Les plans américains et chinois de relance par la demande s’inscrivaient clairement dans une logique keynésienne de remèdes anticycliques. Le « New Deal » lancé par la Chine à la fin de l’année 2008 visait à amortir la crise et à maintenir un taux de croissance supérieur à 8 %. Pour cela, le gouvernement chinois n’a pas hésité à dépenser près de $ 600 milliards soit 16 % de son PIB. Quant au plan Paulson des Etats-Unis, l’un de ses principaux objectifs était, dans la plus pure tradition keynésienne, de sortir de la « trappe à liquidité.»,

 

Deux livres important ont tenté d’appréhender les raisons et conséquences de ce retour gagnant de Keynes après trois décennies d’éclipse. Le premier s’appelle Keynes, the Return of the Master (Public Affairs, 2009), et est signé Robert Skidelsky. Le second est écrit par Peter Clarke et est intitulé Keynes, The Rise, Fall and Return of the 20th Century’s Most Influential Economist. (Bloomsbury, 2009). Ces deux ouvrages ne sont pas hagiographiques mais résolument empathiques envers Keynes, dont le retour en grâce est considéré comme nécessaire. Toutefois, ce retour est possible précisément parce que Keynes n’était pas un doctrinaire, mais un homme résolument pragmatique, aussi méfiant envers le socialisme qu’envers l’absolutisme des marchés, et qui avait simplement laissé une formidable boîte à outils et inauguré une nouvelle façon d’approcher la science économique.

 

L’austérité, un remède nécessaire ou le symptôme d’un « masochisme européen » ?  (Paul Krugman)

 

C’est par rapport à ce contexte que les récents plans de rigueur draconiens annoncés par différents pays européens, sous impulsion allemande, étonnent et inquiètent de nombreux commentateurs, sociologues ou économistes. Laurent Pinsolle, blogueur gaulliste et porte-parole du mouvement Debout la République vise juste lorsqu’il écrit : « C’est un des immenses paradoxes de cette crise que de constater à quel point l’Europe semble avoir oublié les préceptes du grand économiste anglais alors que les Etats-Unis et la Chine appliquent davantage les leçons qu’il avait tirées de la Grande Dépression ». Il craint que la vague d’austérité ne réduise les recettes des Etats et ne fasse entrer l’Europe dans « un cercle vicieux déflationniste qui n’est pas sans rappeler le Japon. ». Par ailleurs, au-delà de la révérence qu’ils affichent envers Keynes, beaucoup d’économistes peinent à aller au-delà des lieux communs.
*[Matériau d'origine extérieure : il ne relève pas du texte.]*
//! Delivery channels: email through sendmail, JSON webhooks, and the log.

mod email;
mod log;
mod webhook;

pub use email::{EmailChannel, EmailConfig};
pub use log::{LogChannel, LogConfig};
pub use webhook::{WebhookAuth, WebhookChannel, WebhookConfig};

use std::sync::Arc;

use async_trait::async_trait;
use serde::{Deserialize, Serialize};

use super::events::OutboundMessage;
use crate::Result;

/// A way of reaching the operator.
///
/// `send` may fail; the dispatcher logs the error and moves on, so
/// implementations should not retry internally.
#[async_trait]
pub trait NotificationChannel: Send + Sync {
    /// Short name used in logs, e.g. `"email"`.
    fn channel_type(&self) -> &'static str;

    fn is_enabled(&self) -> bool;

    async fn send(&self, message: &OutboundMessage) -> Result<()>;
}

/// One entry of `[[notification.channels]]`, selected by `type`.
#[derive(Debug, Clone, Serialize, Deserialize)]
#[serde(tag = "type", rename_all = "lowercase")]
pub enum ChannelConfig {
    Email(EmailConfig),
    Webhook(WebhookConfig),
    Log(LogConfig),
}

impl ChannelConfig {
    pub fn channel_type(&self) -> &'static str {
        match self {
            Self::Email(_) => "email",
            Self::Webhook(_) => "webhook",
            Self::Log(_) => "log",
        }
    }

    pub fn is_enabled(&self) -> bool {
        match self {
            Self::Email(c) => c.enabled,
            Self::Webhook(c) => c.enabled,
            Self::Log(c) => c.enabled,
        }
    }

    /// Whether this channel delivers to the operator address.
    pub fn uses_operator_address(&self) -> bool {
        matches!(self, Self::Email(_))
    }

    /// Build the channel described by this configuration.
    pub fn build(&self) -> Result<Arc<dyn NotificationChannel>> {
        Ok(match self {
            Self::Email(c) => Arc::new(EmailChannel::new(c.clone())),
            Self::Webhook(c) => Arc::new(WebhookChannel::new(c.clone())?),
            Self::Log(c) => Arc::new(LogChannel::new(c.clone())),
        })
    }
}

#[cfg(test)]
mod tests {
    use super::*;

    #[test]
    fn test_channel_config_tagged_by_type() {
        let config: ChannelConfig = toml::from_str(
            r#"
            type = "webhook"
            enabled = true
            url = "https://hooks.example.com/warden"
            "#,
        )
        .unwrap();
        assert_eq!(config.channel_type(), "webhook");
        assert!(config.is_enabled());
        assert!(!config.uses_operator_address());
    }

    #[test]
    fn test_build_log_channel() {
        let channel = ChannelConfig::Log(LogConfig::default()).build().unwrap();
        assert_eq!(channel.channel_type(), "log");
        assert!(channel.is_enabled());
    }
}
Interrogé sur la crise des économistes[8] et sur leur refus de penser des solutions novatrices, Emmanuel Todd signale qu’ « ils sont incapables, malgré leurs efforts récents, de se réapproprier les concepts de la macroéconomie keynésienne, de concevoir la collectivité sociale ou nationale. C'est l'incapacité à penser le collectif qui aveugle notre époque et retarde le règlement de la crise. »

 

Les politiques européennes de rigueur exaspèrent également Paul Krugman, qui craint la contagion. Le prix Nobel d’économie parle d’ « austérité-mania » qui déferle sur l’Europe et se demande comment les Etats-Unis peuvent s’en prémunir. Il rappelle que selon le modèle de Mundell-Fleming, dans un contexte de liberté des taux de change, une contraction budgétaire dans un pays entraîne un effet de contraction dans le monde entier. Pour Krugman, la rigueur va faire du problème de la zone euro un problème global, et les Etats-Unis doivent chercher un moyen de se protéger de ce « masochisme européen. »
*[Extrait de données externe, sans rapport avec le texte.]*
mod cli;

use anyhow::Context;
use clap::Parser;
use tracing::{error, info, warn};
use warden::config::{self, WardenConfig};
use warden::logging::{self, panic_hook};
use warden::Warden;

use crate::cli::{Args, Commands};

#[tokio::main]
async fn main() -> anyhow::Result<()> {
    let args = Args::parse();
    let (config, source) =
        config::load(args.config.as_deref()).context("failed to load configuration")?;

    match args.command.unwrap_or(Commands::Run) {
        Commands::Run => run(config, source).await,
        Commands::Once { compact } => once(config, compact).await,
        Commands::CheckConfig => check_config(&config, &source),
        Commands::Digest => digest(config).await,
    }
}

async fn run(config: WardenConfig, source: config::ConfigSource) -> anyhow::Result<()> {
    let (logging, _guard) =
        logging::init_logging(&config.logging).context("failed to initialize logging")?;
    panic_hook::install();

    info!(
        version = env!("CARGO_PKG_VERSION"),
        config = %source,
        log_filter = %logging.get_filter(),
        "Starting warden"
    );

    let mut warden = Warden::from_config(config).context("failed to build supervisor")?;
    let cancel = warden.cancellation_token();
    logging.start_retention_cleanup(cancel.clone());

    warden.start();

    tokio::select! {
        _ = shutdown_signal() => info!("Shutdown signal received"),
        _ = cancel.cancelled() => warn!("Supervisor stopped itself"),
    }

    if let Err(e) = warden.shutdown().await {
        error!(error = %e, "Supervisor terminated with an error");
        return Err(e.into());
    }
    Ok(())
}

async fn once(config: WardenConfig, compact: bool) -> anyhow::Result<()> {
    logging::init_console_logging(config.logging.filter.as_deref())?;

    let mut warden = Warden::from_config(config)?;
    warden.run_once().await;
    warden.flush().await;

    let snapshot = warden.status();
    let json = if compact {
        serde_json::to_string(&snapshot)?
    } else {
        serde_json::to_string_pretty(&snapshot)?
    };
    println!("{}", json);

    warden.shutdown().await?;
    Ok(())
}

async fn digest(config: WardenConfig) -> anyhow::Result<()> {
    logging::init_console_logging(config.logging.filter.as_deref())?;

    let mut warden = Warden::from_config(config)?;
    warden.run_once().await;

    let report = warden.digest_report();
    println!("Subject: {}\n\n{}", report.subject(), report.body());

    warden.shutdown().await?;
    Ok(())
}

fn check_config(config: &WardenConfig, source: &config::ConfigSource) -> anyhow::Result<()> {
    // Building probes and channels catches errors the schema cannot, like bad URLs.
    for probe in &config.probes {
        probe
            .build()
            .with_context(|| format!("invalid probe '{}'", probe.name()))?;
    }
    for channel in &config.notification.channels {
        channel
            .build()
            .with_context(|| format!("invalid {} channel", channel.channel_type()))?;
    }

    println!("# Configuration OK (source: {})", source);
    println!(
        "{}",
        toml::to_string_pretty(config).context("failed to render configuration")?
    );
    Ok(())
}

async fn shutdown_signal() {
    let ctrl_c = async {
        if let Err(e) = tokio::signal::ctrl_c().await {
            error!(error = %e, "Failed to listen for Ctrl+C");
            std::future::pending::<()>().await;
        }
    };

    #[cfg(unix)]
    let terminate = async {
        match tokio::signal::unix::signal(tokio::signal::unix::SignalKind::terminate()) {
            Ok(mut signal) => {
                signal.recv().await;
            }
            Err(e) => {
                error!(error = %e, "Failed to listen for SIGTERM");
                std::future::pending::<()>().await;
            }
        }
    };

    #[cfg(not(unix))]
    let terminate = std::future::pending::<()>();

    tokio::select! {
        _ = ctrl_c => {}
        _ = terminate => {}
    }
}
Mais pour les instigateurs des politiques de rigueur, celles-ci, même si elles auront inéluctablement certains effets pervers, sont néanmoins indispensables, tout d’abord compte tenu du degré d’endettement devenu difficilement soutenable, ensuite pour éviter que d’autres pays ne subissent à leur tour une crise à la grecque, et enfin et surtout pour rassurer les marchés et sauver l’euro. Reste à savoir si les résultats seront au rendez-vous ou si, au contraire le prix à payer sera encore plus exorbitant que les déficits actuels. Encore une fois, c’est le sens de l’équilibre et de la juste mesure qui semble faire défaut. Aussi longtemps qu’idéologues et doctrinaires l’emporteront sur les apôtres du pragmatisme, la revanche de Keynes ne pourra être que teintée d’amertume.